All of the music of Edvard Grieg comes straight from his romantic Norwegian soul, but it inhabits two worlds. One, the world of the Piano Concerto and the incidental music for Ibsen’s Peer Gynt is the public world of the large compositions – a world of a pragmatic artist who knew he had to make a living as a performing musician and deliver the big works in order to support his family.
The other world of Edvard Grieg is the very private world of his piano works.
It luckily was a world with enormous potential for financial gain, and Grieg was fortunate to live at a moment in Scandinavia where the growing music publishing and piano manufacturing industries were rapidly expanding thanks to a growing demand for music for the home.
When inclement winter weather and limited finances made it difficult or nearly impossible for a growing middle-class family to attend a public concert it was always possible for mother to sit at the piano and accompany the fine amateur baritone whom she had married in one of the easier songs of Edvard Grieg, the sheet music for which she had purchased in a Peters edition at a reasonable price.
And if father could not carry a tune, well then there was always that piano reduction of a Grieg song that she had worked on long and hard to master at the piano she had brought as part of her dowry.
Salon music, these days scoffed at by snobs and critics thrived in both the humbler homes and the mansions of the wealthy Norwegians in Oslo and Bergen and Christiania, and Edvard Grieg became a favored guest in the musical salons of his native land and in those of Copenhagen and Stockholm and Leipzig, side by side with Wagnerian transcriptions by Liszt and ditties by Rossini played by other artists.
But not for an instant should Grieg be labeled a salon figure!
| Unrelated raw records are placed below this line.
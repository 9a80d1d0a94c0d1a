use chrono::{DateTime, NaiveDate, Utc};
use serde::{Deserialize, Serialize};
use sqlx::FromRow;
use utoipa::ToSchema;
use uuid::Uuid;

use crate::authz::AccessGrant;
use crate::utils::double_option;

pub const DEFAULT_PROJECT_STATUS: &str = "active";

#[derive(Debug, Clone, Serialize, Deserialize, ToSchema, FromRow)]
pub struct Project {
    pub id: Uuid,
    pub name: String,
    pub description: Option<String>,
    #[schema(example = "active")]
    pub status: String,
    pub created_by: Uuid,
    pub start_date: Option<NaiveDate>,
    pub target_end_date: Option<NaiveDate>,
    pub actual_end_date: Option<NaiveDate>,
    pub created_at: DateTime<Utc>,
    pub updated_at: DateTime<Utc>,
}

/// Single project together with the caller's resolved roles.
#[derive(Debug, Clone, Serialize, ToSchema)]
pub struct ProjectDetail {
    #[serde(flatten)]
    pub project: Project,
    pub access: AccessGrant,
}

#[derive(Debug, Deserialize, ToSchema)]
pub struct ProjectCreateRequest {
    #[schema(example = "Launch Planning")]
    pub name: Option<String>,
    #[schema(example = "Prepare milestones for the product launch.")]
    pub description: Option<String>,
    #[schema(example = "active")]
    pub status: Option<String>,
    #[schema(example = "2025-01-06")]
    pub start_date: Option<NaiveDate>,
    #[schema(example = "2025-03-31")]
    pub target_end_date: Option<NaiveDate>,
}

#[derive(Debug, Default, Deserialize, ToSchema)]
pub struct ProjectUpdateRequest {
    #[schema(example = "Launch Planning")]
    pub name: Option<String>,
    #[serde(default, deserialize_with = "double_option")]
    #[schema(value_type = Option<String>, example = "Updated description")]
    pub description: Option<Option<String>>,
    #[schema(example = "completed")]
    pub status: Option<String>,
    #[serde(default, deserialize_with = "double_option")]
    #[schema(value_type = Option<NaiveDate>)]
    pub start_date: Option<Option<NaiveDate>>,
    #[serde(default, deserialize_with = "double_option")]
    #[schema(value_type = Option<NaiveDate>)]
    pub target_end_date: Option<Option<NaiveDate>>,
    #[serde(default, deserialize_with = "double_option")]
    #[schema(value_type = Option<NaiveDate>, example = "2025-03-28")]
    pub actual_end_date: Option<Option<NaiveDate>>,
}
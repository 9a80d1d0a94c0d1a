use sqlx::types::Json;
use sqlx::{QueryBuilder, Sqlite, SqlitePool};
use uuid::Uuid;

use crate::errors::AppResult;
use crate::models::note::{DbNote, Note, NoteListQuery};
use crate::utils::utc_now;

const NOTE_COLUMNS: &str =
    "id, project_id, title, content, category, tags, is_pinned, is_decision, created_by, created_at, updated_at";

#[derive(Debug, Clone)]
pub struct NewNote {
    pub project_id: Uuid,
    pub title: String,
    pub content: String,
    pub category: Option<String>,
    pub tags: Vec<String>,
    pub is_pinned: bool,
    pub is_decision: bool,
    pub created_by: Uuid,
}

#[derive(Debug, Clone, Default)]
pub struct NoteChanges {
    pub title: Option<String>,
    pub content: Option<String>,
    pub category: Option<Option<String>>,
    pub tags: Option<Vec<String>>,
    pub is_pinned: Option<bool>,
    pub is_decision: Option<bool>,
}

impl NoteChanges {
    pub fn is_empty(&self) -> bool {
        self.title.is_none()
            && self.content.is_none()
            && self.category.is_none()
            && self.tags.is_none()
            && self.is_pinned.is_none()
            && self.is_decision.is_none()
    }
}

/// Pinned notes first, then newest first.
pub async fn list(pool: &SqlitePool, project_id: Uuid, filter: &NoteListQuery) -> AppResult<Vec<Note>> {
    let mut qb: QueryBuilder<Sqlite> = QueryBuilder::new(format!("SELECT {NOTE_COLUMNS} FROM notes WHERE project_id = "));
    qb.push_bind(project_id);

    if let Some(category) = filter.category.as_deref().filter(|c| !c.is_empty()) {
        qb.push(" AND category = ").push_bind(category.to_string());
    }
    if let Some(is_pinned) = filter.is_pinned {
        qb.push(" AND is_pinned = ").push_bind(is_pinned);
    }
    if let Some(is_decision) = filter.is_decision {
        qb.push(" AND is_decision = ").push_bind(is_decision);
    }
    qb.push(" ORDER BY is_pinned DESC, created_at DESC, rowid DESC");

    let notes = qb.build_query_as::<DbNote>().fetch_all(pool).await?;
    Ok(notes.into_iter().map(Note::from).collect())
}

pub async fn find(pool: &SqlitePool, project_id: Uuid, note_id: Uuid) -> AppResult<Option<Note>> {
    let note = sqlx::query_as::<_, DbNote>(&format!(
        "SELECT {NOTE_COLUMNS} FROM notes WHERE id = ? AND project_id = ?"
    ))
    .bind(note_id)
    .bind(project_id)
    .fetch_optional(pool)
    .await?;

    Ok(note.map(Note::from))
}

pub async fn insert(pool: &SqlitePool, new: NewNote) -> AppResult<Note> {
    let now = utc_now();
    let note = Note {
        id: Uuid::new_v4(),
        project_id: new.project_id,
        title: new.title,
        content: new.content,
        category: new.category,
        tags: new.tags,
        is_pinned: new.is_pinned,
        is_decision: new.is_decision,
        created_by: new.created_by,
        created_at: now,
        updated_at: now,
    };

    sqlx::query(&format!(
        "INSERT INTO notes ({NOTE_COLUMNS}) VALUES (?, ?, ?, ?, ?, ?, ?, ?, ?, ?, ?)"
    ))
    .bind(note.id)
    .bind(note.project_id)
    .bind(&note.title)
    .bind(&note.content)
    .bind(&note.category)
    .bind(Json(&note.tags))
    .bind(note.is_pinned)
    .bind(note.is_decision)
    .bind(note.created_by)
    .bind(note.created_at)
    .bind(note.updated_at)
    .execute(pool)
    .await?;

    Ok(note)
}

pub async fn update(
    pool: &SqlitePool,
    project_id: Uuid,
    note_id: Uuid,
    changes: NoteChanges,
) -> AppResult<Option<Note>> {
    let mut qb: QueryBuilder<Sqlite> = QueryBuilder::new("UPDATE notes SET ");
    let mut sets = qb.separated(", ");

    if let Some(title) = changes.title {
        sets.push("title = ").push_bind_unseparated(title);
    }
    if let Some(content) = changes.content {
        sets.push("content = ").push_bind_unseparated(content);
    }
    if let Some(category) = changes.category {
        sets.push("category = ").push_bind_unseparated(category);
    }
    if let Some(tags) = changes.tags {
        sets.push("tags = ").push_bind_unseparated(Json(tags));
    }
    if let Some(is_pinned) = changes.is_pinned {
        sets.push("is_pinned = ").push_bind_unseparated(is_pinned);
    }
    if let Some(is_decision) = changes.is_decision {
        sets.push("is_decision = ").push_bind_unseparated(is_decision);
    }
    sets.push("updated_at = ").push_bind_unseparated(utc_now());

    qb.push(" WHERE id = ").push_bind(note_id);
    qb.push(" AND project_id = ").push_bind(project_id);

    let updated = qb.build().execute(pool).await?;
    if updated.rows_affected() == 0 {
        return Ok(None);
    }

    find(pool, project_id, note_id).await
}

pub async fn delete(pool: &SqlitePool, project_id: Uuid, note_id: Uuid) -> AppResult<u64> {
    let deleted = sqlx::query("DELETE FROM notes WHERE id = ? AND project_id = ?")
        .bind(note_id)
        .bind(project_id)
        .execute(pool)
        .await?;

    Ok(deleted.rows_affected())
}
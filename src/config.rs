use crate::errors::AppError;

/// Runtime switches read from the environment.
///
/// | Env Var                       | Default |
/// |-------------------------------|---------|
/// | `REQUIRE_EMAIL_VERIFICATION`  | `false` |
/// | `AUTO_ENROLL_PROJECT_CREATOR` | `false` |
/// | `REFRESH_TOKEN_DAYS`          | `30`    |
/// | `ALLOWED_ORIGINS`             | `*`     |
#[derive(Debug, Clone)]
pub struct AppConfig {
    /// Reject logins for accounts whose e-mail has not been confirmed.
    pub require_email_verification: bool,
    /// Insert an `owner` membership row for the creator of a new project.
    /// Off by default: project creation only records `created_by`.
    pub auto_enroll_project_creator: bool,
    pub refresh_token_days: i64,
    /// Lifetime of e-mail verification and password reset tokens.
    pub action_token_hours: i64,
    /// Empty means any origin.
    pub allowed_origins: Vec<String>,
}

impl Default for AppConfig {
    fn default() -> Self {
        Self {
            require_email_verification: false,
            auto_enroll_project_creator: false,
            refresh_token_days: 30,
            action_token_hours: 24,
            allowed_origins: Vec::new(),
        }
    }
}

impl AppConfig {
    pub fn from_env() -> Result<Self, AppError> {
        let defaults = Self::default();

        let allowed_origins = match std::env::var("ALLOWED_ORIGINS") {
            Ok(raw) if raw.trim() != "*" => raw
                .split(',')
                .map(|s| s.trim().to_string())
                .filter(|s| !s.is_empty())
                .collect(),
            _ => Vec::new(),
        };

        Ok(Self {
            require_email_verification: env_flag("REQUIRE_EMAIL_VERIFICATION", defaults.require_email_verification)?,
            auto_enroll_project_creator: env_flag("AUTO_ENROLL_PROJECT_CREATOR", defaults.auto_enroll_project_creator)?,
            refresh_token_days: env_number("REFRESH_TOKEN_DAYS", defaults.refresh_token_days)?,
            action_token_hours: env_number("ACTION_TOKEN_HOURS", defaults.action_token_hours)?,
            allowed_origins,
        })
    }
}

/// `APP_PORT`, falling back to 8000 when unset or unparsable.
pub fn app_port() -> u16 {
    std::env::var("APP_PORT")
        .ok()
        .and_then(|value| value.parse::<u16>().ok())
        .unwrap_or(8000)
}

fn env_flag(name: &str, default: bool) -> Result<bool, AppError> {
    match std::env::var(name) {
        Ok(value) => parse_flag(&value)
            .ok_or_else(|| AppError::configuration(format!("{name} must be true or false"))),
        Err(_) => Ok(default),
    }
}

fn parse_flag(value: &str) -> Option<bool> {
    match value.trim().to_ascii_lowercase().as_str() {
        "1" | "true" | "yes" | "on" => Some(true),
        "0" | "false" | "no" | "off" | "" => Some(false),
        _ => None,
    }
}

fn env_number(name: &str, default: i64) -> Result<i64, AppError> {
    match std::env::var(name) {
        Ok(value) => value
            .trim()
            .parse::<i64>()
            .ok()
            .filter(|n| *n > 0)
            .ok_or_else(|| AppError::configuration(format!("{name} must be a positive integer"))),
        Err(_) => Ok(default),
    }
}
He was nothing of the sort but an immensely gifted musical miniaturist and poet with the uncanny ability to get to the very core of a poetic text, as the formidable Norwegian pianist Ingunn Adland so perceptively points out in her insightful liner notes to the CD Songs Without Words.
In eighteen vignettes from opus 41, opus 52 and the early opus 3, “Poetiske tonebilder” Ingunn Adland takes the listener through the grief of Vuggesang, the impassioned declaration of love in Jeg elsker dig, the doleful Modersong, and the joyful, the rapturous, and the reflective.
She does so with impeccable technique, immense musicality, accurate musicianship, and great poetic sensibility.
On a recent visit to Grieg’s Troldhaugen in Bergen we were treated to a recital by Ms. Adland played on the very piano that the composer played when he lived out the rest of his life in the company of his beloved Nina.
It is a memory that we will carry for the rest of our life and that is replicated in this gorgeous CD with spot-on engineering by Arne Wilhelmsen, in the hands and soul of Ingunn Adland, a great pianist and artist.